Das Elend der Heldinnen auf dem Schwebebalken
Son Lewandowskis Debüt «Die Routinen» zeigt, was hinter den glänzenden Fassaden des Leistungsturnens geschieht – und welchen Preis junge Athletinnen für ihren Traum zahlen. Das Buch basiert auf einer wahren Geschichte, die weltweit Schlagzeilen machte, geht aber weit übers Dokumentarische hinaus. Erzählt wird die Geschichte von Amik, die sich den gnadenlosen Wettbewerbsprinzipien ihres Sports beugt: Ein Roman über strukturellen Missbrauch im Kunstturnen, über Erfolgshunger und die berauschende Wirkung einer perfekten Kür.

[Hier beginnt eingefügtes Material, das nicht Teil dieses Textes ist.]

//! Input gates: how a replica consumes its input channels.
//!
//! A gate owns the replica's receive ports and its watermark tracker and
//! hands the worker loop a stream of [`GateEvent`]s. The consumption
//! discipline depends on the execution mode:
//!
//! - **Default**: FIFO per channel, round-robin across channels.
//! - **Deterministic**: K-way merge in non-decreasing
//!   `(timestamp, channel index)` order. A channel with nothing buffered
//!   holds the merge back until its received watermark passes the smallest
//!   candidate, so the delivery order is a pure function of the input.
//! - **Probabilistic**: the deterministic merge with a slack: an empty
//!   channel is considered "past" once its watermark is within `slack` of
//!   the candidate timestamp.
//!
//! The tracker is updated with an envelope's watermark at the moment that
//! envelope is *delivered* (not when it is drained into the merge buffers),
//! so window firing never observes a watermark ahead of still-pending
//! earlier tuples.

use std::collections::VecDeque;

use crate::channel::{Backoff, RecvPort, TryRecvError};
use crate::config::ExecutionMode;
use crate::message::{Batch, Message, Single};
use crate::pool::BatchPool;
use crate::watermark::WatermarkTracker;

/// An event delivered by an input gate.
#[derive(Debug)]
pub(crate) enum GateEvent<T> {
    /// A tuple; the gate has already folded its watermark into the tracker.
    Single(Single<T>),
    /// A batch of tuples; its batch-level watermark has been applied.
    /// After draining it, hand the shell back via [`InputGate::recycle`].
    Batch {
        /// Input channel the batch arrived on.
        channel: usize,
        /// The batch itself.
        batch: Batch<T>,
    },
    /// A punctuation advanced the replica's minimum input watermark to the
    /// carried value.
    Watermark(u64),
    /// Every input channel is closed and drained.
    Eos,
}

/// Entry buffered per channel by the ordered modes.
#[derive(Debug)]
enum Pending<T> {
    Tuple(Single<T>),
    Punct(u64),
}

impl<T> Pending<T> {
    /// Merge position: a punctuation sorts at its watermark, which bounds
    /// every later timestamp on the channel.
    fn order_ts(&self) -> u64 {
        match self {
            Self::Tuple(s) => s.timestamp,
            Self::Punct(wm) => *wm,
        }
    }
}

/// A replica's input side: receive ports plus watermark tracking.
pub(crate) struct InputGate<T> {
    inputs: Vec<RecvPort<Message<T>>>,
    tracker: WatermarkTracker,
    mode: ExecutionMode,
    /// Round-robin cursor (default mode).
    next_channel: usize,
    /// Channels that have not yet disconnected.
    open: Vec<bool>,
    /// Per-channel merge buffers (ordered modes).
    pending: Vec<VecDeque<Pending<T>>>,
    /// Highest watermark drained off each channel (ordered modes); a lower
    /// bound on everything the channel will deliver later.
    received_wm: Vec<u64>,
    /// Per-channel handle on the producing emitter's recycling pool.
    pools: Vec<Option<BatchPool<T>>>,
}

impl<T> InputGate<T> {
    pub(crate) fn new(inputs: Vec<RecvPort<Message<T>>>, mode: ExecutionMode) -> Self {
        let n = inputs.len();
        Self {
            inputs,
            tracker: WatermarkTracker::new(n),
            mode,
            next_channel: 0,
            open: vec![true; n],
            pending: (0..n).map(|_| VecDeque::new()).collect(),
            received_wm: vec![0; n],
            pools: (0..n).map(|_| None).collect(),
        }
    }

    /// Installs the recycling pools, one per input channel, so drained
    /// batch shells find their way back to the producing emitters.
    pub(crate) fn set_pools(&mut self, pools: Vec<Option<BatchPool<T>>>) {
        debug_assert_eq!(pools.len(), self.inputs.len());
        self.pools = pools;
    }

    /// Returns a drained batch shell to the emitter that allocated it.
    pub(crate) fn recycle(&self, channel: usize, shell: Batch<T>) {
        if let Some(pool) = self.pools.get(channel).and_then(Option::as_ref) {
            pool.release(shell);
        }
    }

    /// The replica's current minimum input watermark.
    pub(crate) fn current_watermark(&self) -> u64 {
        self.tracker.current()
    }

    /// Blocks until the next event is available.
    pub(crate) fn next(&mut self) -> GateEvent<T> {
        match self.mode {
            ExecutionMode::Default => self.next_fifo(),
            ExecutionMode::Deterministic => self.next_ordered(0),
            ExecutionMode::Probabilistic { slack_usec } => self.next_ordered(slack_usec),
        }
    }

    fn next_fifo(&mut self) -> GateEvent<T> {
        let n = self.inputs.len();
        let mut backoff = Backoff::new();
        loop {
            let mut any_open = false;
            for step in 0..n {
                let ch = (self.next_channel + step) % n;
                if !self.open[ch] {
                    continue;
                }
                any_open = true;
                match self.inputs[ch].try_recv() {
                    Ok(msg) => {
                        self.next_channel = (ch + 1) % n;
                        return self.deliver(ch, msg);
                    }
                    Err(TryRecvError::Empty) => {}
                    Err(TryRecvError::Disconnected) => {
                        self.open[ch] = false;
                    }
                }
            }
            if !any_open {
                return GateEvent::Eos;
            }
            backoff.snooze();
        }
    }

    fn deliver(&mut self, channel: usize, msg: Message<T>) -> GateEvent<T> {
        match msg {
            Message::Single(s) => {
                self.tracker.update(channel, s.watermark);
                GateEvent::Single(s)
            }
            Message::Batch(b) => {
                self.tracker.update(channel, b.watermark());
                GateEvent::Batch { channel, batch: b }
            }
            Message::Punct { watermark } => {
                let min = self.tracker.update(channel, watermark);
                GateEvent::Watermark(min)
            }
        }
    }

    fn next_ordered(&mut self, slack: u64) -> GateEvent<T> {
        let mut backoff = Backoff::new();
        loop {
            self.drain_into_buffers();

            let candidate = self
                .pending
                .iter()
                .enumerate()
                .filter_map(|(ch, q)| q.front().map(|p| (p.order_ts(), ch)))
                .min();

            let Some((cand_ts, cand_ch)) = candidate else {
                if self.open.iter().all(|o| !o) {
                    return GateEvent::Eos;
                }
                backoff.snooze();
                continue;
            };

            if self.all_channels_past(cand_ts.saturating_sub(slack), cand_ch) {
                let entry = self.pending[cand_ch]
                    .pop_front()
                    .expect("candidate channel has a buffered entry");
                return match entry {
                    Pending::Tuple(s) => {
                        self.tracker.update(cand_ch, s.watermark);
                        GateEvent::Single(s)
                    }
                    Pending::Punct(wm) => {
                        let min = self.tracker.update(cand_ch, wm);
                        GateEvent::Watermark(min)
                    }
                };
            }
            backoff.snooze();
        }
    }

    /// True when every channel other than `cand_ch` either has something
    /// buffered (its head bounds it), is closed, or has already promised —
    /// via its received watermark — that nothing at or before `threshold`
    /// is still coming. The comparison is strict so an equal-timestamp
    /// tuple on a lower channel index can never be overtaken.
    fn all_channels_past(&self, threshold: u64, cand_ch: usize) -> bool {
        self.pending.iter().enumerate().all(|(ch, q)| {
            ch == cand_ch
                || !q.is_empty()
                || !self.open[ch]
                || self.received_wm[ch] > threshold
        })
    }

    /// Moves everything currently sitting in the rings into the per-channel
    /// merge buffers, exploding batches into their slots.
    fn drain_into_buffers(&mut self) {
        for ch in 0..self.inputs.len() {
            if !self.open[ch] {
                continue;
            }
            loop {
                match self.inputs[ch].try_recv() {
                    Ok(Message::Single(s)) => {
                        self.received_wm[ch] = self.received_wm[ch].max(s.watermark);
                        self.pending[ch].push_back(Pending::Tuple(s));
                    }
                    Ok(Message::Batch(mut b)) => {
                        self.received_wm[ch] = self.received_wm[ch].max(b.watermark());
                        for s in b.drain() {
                            self.pending[ch].push_back(Pending::Tuple(s));
                        }
                        if let Some(pool) = self.pools.get(ch).and_then(Option::as_ref) {
                            pool.release(b);
                        }
                    }
                    Ok(Message::Punct { watermark }) => {
                        self.received_wm[ch] = self.received_wm[ch].max(watermark);
                        self.pending[ch].push_back(Pending::Punct(watermark));
                    }
                    Err(TryRecvError::Empty) => break,
                    Err(TryRecvError::Disconnected) => {
                        self.open[ch] = false;
                        break;
                    }
                }
            }
        }
    }
}

impl<T> std::fmt::Debug for InputGate<T> {
    fn fmt(&self, f: &mut std::fmt::Formatter<'_>) -> std::fmt::Result {
        f.debug_struct("InputGate")
            .field("fan_in", &self.inputs.len())
            .field("mode", &self.mode)
            .field("watermark", &self.tracker.current())
            .finish()
    }
}

#[cfg(test)]
mod tests {
    use super::*;
    use crate::channel::channel;
    use crate::config::DEFAULT_CHANNEL_CAPACITY;

    fn single(v: u32, ts: u64, wm: u64) -> Message<u32> {
        Message::Single(Single::new(v, 0, ts, wm))
    }

    #[test]
    fn fifo_round_robin_and_eos() {
        let (tx0, rx0) = channel(DEFAULT_CHANNEL_CAPACITY);
        let (tx1, rx1) = channel(DEFAULT_CHANNEL_CAPACITY);
        let mut gate = InputGate::new(vec![rx0, rx1], ExecutionMode::Default);

        tx0.send(single(1, 10, 10));
        tx1.send(single(2, 5, 5));
        drop(tx0);
        drop(tx1);

        let mut got = Vec::new();
        loop {
            match gate.next() {
                GateEvent::Single(s) => got.push(s.payload),
                GateEvent::Eos => break,
                _ => {}
            }
        }
        got.sort_unstable();
        assert_eq!(got, vec![1, 2]);
    }

    #[test]
    fn punct_advances_watermark() {
        let (tx, rx) = channel::<Message<u32>>(DEFAULT_CHANNEL_CAPACITY);
        let mut gate = InputGate::new(vec![rx], ExecutionMode::Default);

        tx.send(Message::Punct { watermark: 77 });
        match gate.next() {
            GateEvent::Watermark(wm) => assert_eq!(wm, 77),
            other => panic!("expected watermark event, got {other:?}"),
        }
        assert_eq!(gate.current_watermark(), 77);
        drop(tx);
        assert!(matches!(gate.next(), GateEvent::Eos));
    }

    #[test]
    fn deterministic_merge_orders_by_timestamp_then_channel() {
        let (tx0, rx0) = channel(DEFAULT_CHANNEL_CAPACITY);
        let (tx1, rx1) = channel(DEFAULT_CHANNEL_CAPACITY);
        let mut gate = InputGate::new(vec![rx0, rx1], ExecutionMode::Deterministic);

        tx0.send(single(10, 10, 10));
        tx0.send(single(30, 30, 30));
        tx1.send(single(20, 20, 20));
        tx1.send(single(31, 30, 30));
        drop(tx0);
        drop(tx1);

        let mut got = Vec::new();
        loop {
            match gate.next() {
                GateEvent::Single(s) => got.push(s.payload),
                GateEvent::Eos => break,
                _ => {}
            }
        }
        // Equal timestamps (30) break ties by channel index: channel 0 first.
        assert_eq!(got, vec![10, 20, 30, 31]);
    }

    #[test]
    fn deterministic_merge_waits_for_lagging_channel() {
        use std::thread;
        use std::time::Duration;

        let (tx0, rx0) = channel(DEFAULT_CHANNEL_CAPACITY);
        let (tx1, rx1) = channel(DEFAULT_CHANNEL_CAPACITY);
        let mut gate = InputGate::new(vec![rx0, rx1], ExecutionMode::Deterministic);

        tx0.send(single(100, 100, 100));
        let late = thread::spawn(move || {
            thread::sleep(Duration::from_millis(20));
            tx1.send(single(50, 50, 50));
            drop(tx1);
        });

        // The first delivery must be the late channel's earlier tuple.
        match gate.next() {
            GateEvent::Single(s) => assert_eq!(s.payload, 50),
            other => panic!("unexpected event {other:?}"),
        }
        match gate.next() {
            GateEvent::Single(s) => assert_eq!(s.payload, 100),
            other => panic!("unexpected event {other:?}"),
        }
        drop(tx0);
        late.join().unwrap();
        assert!(matches!(gate.next(), GateEvent::Eos));
    }

    #[test]
    fn probabilistic_slack_unblocks_quiet_channel() {
        let (tx0, rx0) = channel(DEFAULT_CHANNEL_CAPACITY);
        let (tx1, rx1) = channel::<Message<u32>>(DEFAULT_CHANNEL_CAPACITY);
        let mut gate =
            InputGate::new(vec![rx0, rx1], ExecutionMode::Probabilistic { slack_usec: 1000 });

        // Channel 1 has only advanced to wm=20, but slack 1000 covers the
        // candidate at ts=100.
        tx1.send(Message::Punct { watermark: 20 });
        tx0.send(single(1, 100, 100));

        // Drain the punct first (it is the smaller candidate), then the
        // tuple must come through without channel 1 reaching ts 100.
        let mut seen_tuple = false;
        for _ in 0..2 {
            match gate.next() {
                GateEvent::Single(s) => {
                    assert_eq!(s.payload, 1);
                    seen_tuple = true;
                }
                GateEvent::Watermark(_) => {}
                other => panic!("unexpected event {other:?}"),
            }
        }
        assert!(seen_tuple);
        drop(tx0);
        drop(tx1);
    }
}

Lewandowski formuliert in Sätzen, die sich stilistisch wie Bewegungsmuster des Sports lesen. «Die Routinen» ist kein klassischer Sportroman, sondern ein erzählerischer Reigen, der Fragen stellt. «Lewandowskis Stoff ist so ungewöhnlich, die erzählerische Form so wagemutig, dass man sich trotzdem nur dem Staunen überlassen kann, über diese grosse literarische Kür», meint die «Süddeutsche Zeitung».